#### How to complete this task
Work out the number of lines that hold "next" in the listing, and give that number with no other text.

#### Data

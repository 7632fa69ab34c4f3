//! # SQLite Store
//!
//! Reminder records and the chat log, persisted in a single SQLite file.
//! Timestamps are stored as RFC 3339 UTC strings with millisecond precision so
//! they sort lexicographically.
//!
//! - **Version**: 1.0.0
//! - **Since**: 1.0.0

use anyhow::{Context, Result};
use async_trait::async_trait;
use chrono::{DateTime, SecondsFormat, Utc};
use log::info;
use sqlite::{Connection, State, Statement};
use std::sync::Arc;
use tokio::sync::Mutex;

use crate::assistant::ConversationLog;
use crate::core::UserId;
use crate::features::reminders::{ReminderRecord, ReminderStatus, ReminderStore};

const SCHEMA: &str = "
    CREATE TABLE IF NOT EXISTS reminders (
        id INTEGER PRIMARY KEY AUTOINCREMENT,
        user_id TEXT NOT NULL,
        text TEXT NOT NULL,
        deliver_at TEXT NOT NULL,
        status TEXT NOT NULL DEFAULT 'pending',
        created_at TEXT NOT NULL
    );
    CREATE INDEX IF NOT EXISTS idx_reminders_status ON reminders (status, deliver_at);

    CREATE TABLE IF NOT EXISTS chat_messages (
        id INTEGER PRIMARY KEY AUTOINCREMENT,
        user_id TEXT NOT NULL,
        user_message TEXT NOT NULL,
        bot_message TEXT NOT NULL,
        created_at TEXT NOT NULL
    );
    CREATE INDEX IF NOT EXISTS idx_chat_messages_user ON chat_messages (user_id, created_at);
";

#[derive(Clone)]
pub struct Database {
    connection: Arc<Mutex<Connection>>,
}

impl Database {
    /// Open (or create) the database at `path` and ensure the schema exists.
    /// `:memory:` gives a throwaway in-memory database.
    pub async fn new(path: &str) -> Result<Self> {
        let connection =
            sqlite::open(path).with_context(|| format!("Failed to open database at {path}"))?;
        connection
            .execute(SCHEMA)
            .context("Failed to initialize database schema")?;

        info!("💾 Database ready at {path}");
        Ok(Self {
            connection: Arc::new(Mutex::new(connection)),
        })
    }

    pub async fn get_reminder(&self, id: i64) -> Result<Option<ReminderRecord>> {
        let connection = self.connection.lock().await;
        read_reminder(&connection, id)
    }
}

#[async_trait]
impl ReminderStore for Database {
    async fn create_reminder(
        &self,
        user_id: UserId,
        text: &str,
        deliver_at: DateTime<Utc>,
    ) -> Result<ReminderRecord> {
        let connection = self.connection.lock().await;

        let mut insert = connection.prepare(
            "INSERT INTO reminders (user_id, text, deliver_at, status, created_at)
             VALUES (?, ?, ?, ?, ?)",
        )?;
        insert.bind((1, user_id.to_string().as_str()))?;
        insert.bind((2, text))?;
        insert.bind((3, format_timestamp(deliver_at).as_str()))?;
        insert.bind((4, ReminderStatus::Pending.to_string().as_str()))?;
        insert.bind((5, format_timestamp(Utc::now()).as_str()))?;
        while let State::Row = insert.next()? {}

        let mut last_id = connection.prepare("SELECT last_insert_rowid()")?;
        last_id.next()?;
        let id = last_id.read::<i64, _>(0)?;

        let record = read_reminder(&connection, id)?
            .ok_or_else(|| anyhow::anyhow!("Reminder #{id} vanished after insert"))?;

        info!(
            "💾 Reminder saved: #{} user={} text=\"{}\" deliver_at={}",
            record.id,
            record.user_id,
            record.text,
            record.deliver_at.to_rfc3339()
        );
        Ok(record)
    }

    async fn mark_sent(&self, id: i64) -> Result<()> {
        let connection = self.connection.lock().await;

        let mut update = connection.prepare("UPDATE reminders SET status = ? WHERE id = ?")?;
        update.bind((1, ReminderStatus::Sent.to_string().as_str()))?;
        update.bind((2, id))?;
        while let State::Row = update.next()? {}

        if connection.change_count() == 0 {
            return Err(anyhow::anyhow!("Reminder #{id} not found"));
        }
        Ok(())
    }

    async fn list_pending(&self) -> Result<Vec<ReminderRecord>> {
        let connection = self.connection.lock().await;

        let mut select = connection.prepare(
            "SELECT id, user_id, text, deliver_at, status, created_at
             FROM reminders
             WHERE status = ?
             ORDER BY deliver_at",
        )?;
        select.bind((1, ReminderStatus::Pending.to_string().as_str()))?;

        let mut reminders = Vec::new();
        while let State::Row = select.next()? {
            reminders.push(row_to_record(&select)?);
        }
        Ok(reminders)
    }
}

#[async_trait]
impl ConversationLog for Database {
    async fn save_chat(&self, user_id: UserId, user_message: &str, bot_message: &str) -> Result<()> {
        let connection = self.connection.lock().await;

        let mut insert = connection.prepare(
            "INSERT INTO chat_messages (user_id, user_message, bot_message, created_at)
             VALUES (?, ?, ?, ?)",
        )?;
        insert.bind((1, user_id.to_string().as_str()))?;
        insert.bind((2, user_message))?;
        insert.bind((3, bot_message))?;
        insert.bind((4, format_timestamp(Utc::now()).as_str()))?;
        while let State::Row = insert.next()? {}
        Ok(())
    }
}

fn read_reminder(connection: &Connection, id: i64) -> Result<Option<ReminderRecord>> {
    let mut select = connection.prepare(
        "SELECT id, user_id, text, deliver_at, status, created_at
         FROM reminders
         WHERE id = ?",
    )?;
    select.bind((1, id))?;

    match select.next()? {
        State::Row => Ok(Some(row_to_record(&select)?)),
        State::Done => Ok(None),
    }
}

fn row_to_record(row: &Statement) -> Result<ReminderRecord> {
    let id = row.read::<i64, _>("id")?;
    let user_id = row.read::<String, _>("user_id")?;

    Ok(ReminderRecord {
        id,
        user_id: user_id
            .parse()
            .with_context(|| format!("Reminder #{id} has invalid user_id {user_id:?}"))?,
        text: row.read::<String, _>("text")?,
        deliver_at: parse_timestamp(&row.read::<String, _>("deliver_at")?)?,
        status: row.read::<String, _>("status")?.parse()?,
        created_at: parse_timestamp(&row.read::<String, _>("created_at")?)?,
    })
}

fn format_timestamp(instant: DateTime<Utc>) -> String {
    instant.to_rfc3339_opts(SecondsFormat::Millis, true)
}

fn parse_timestamp(value: &str) -> Result<DateTime<Utc>> {
    DateTime::parse_from_rfc3339(value)
        .map(|dt| dt.with_timezone(&Utc))
        .with_context(|| format!("Invalid stored timestamp {value:?}"))
}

#### Answer to this exercise
6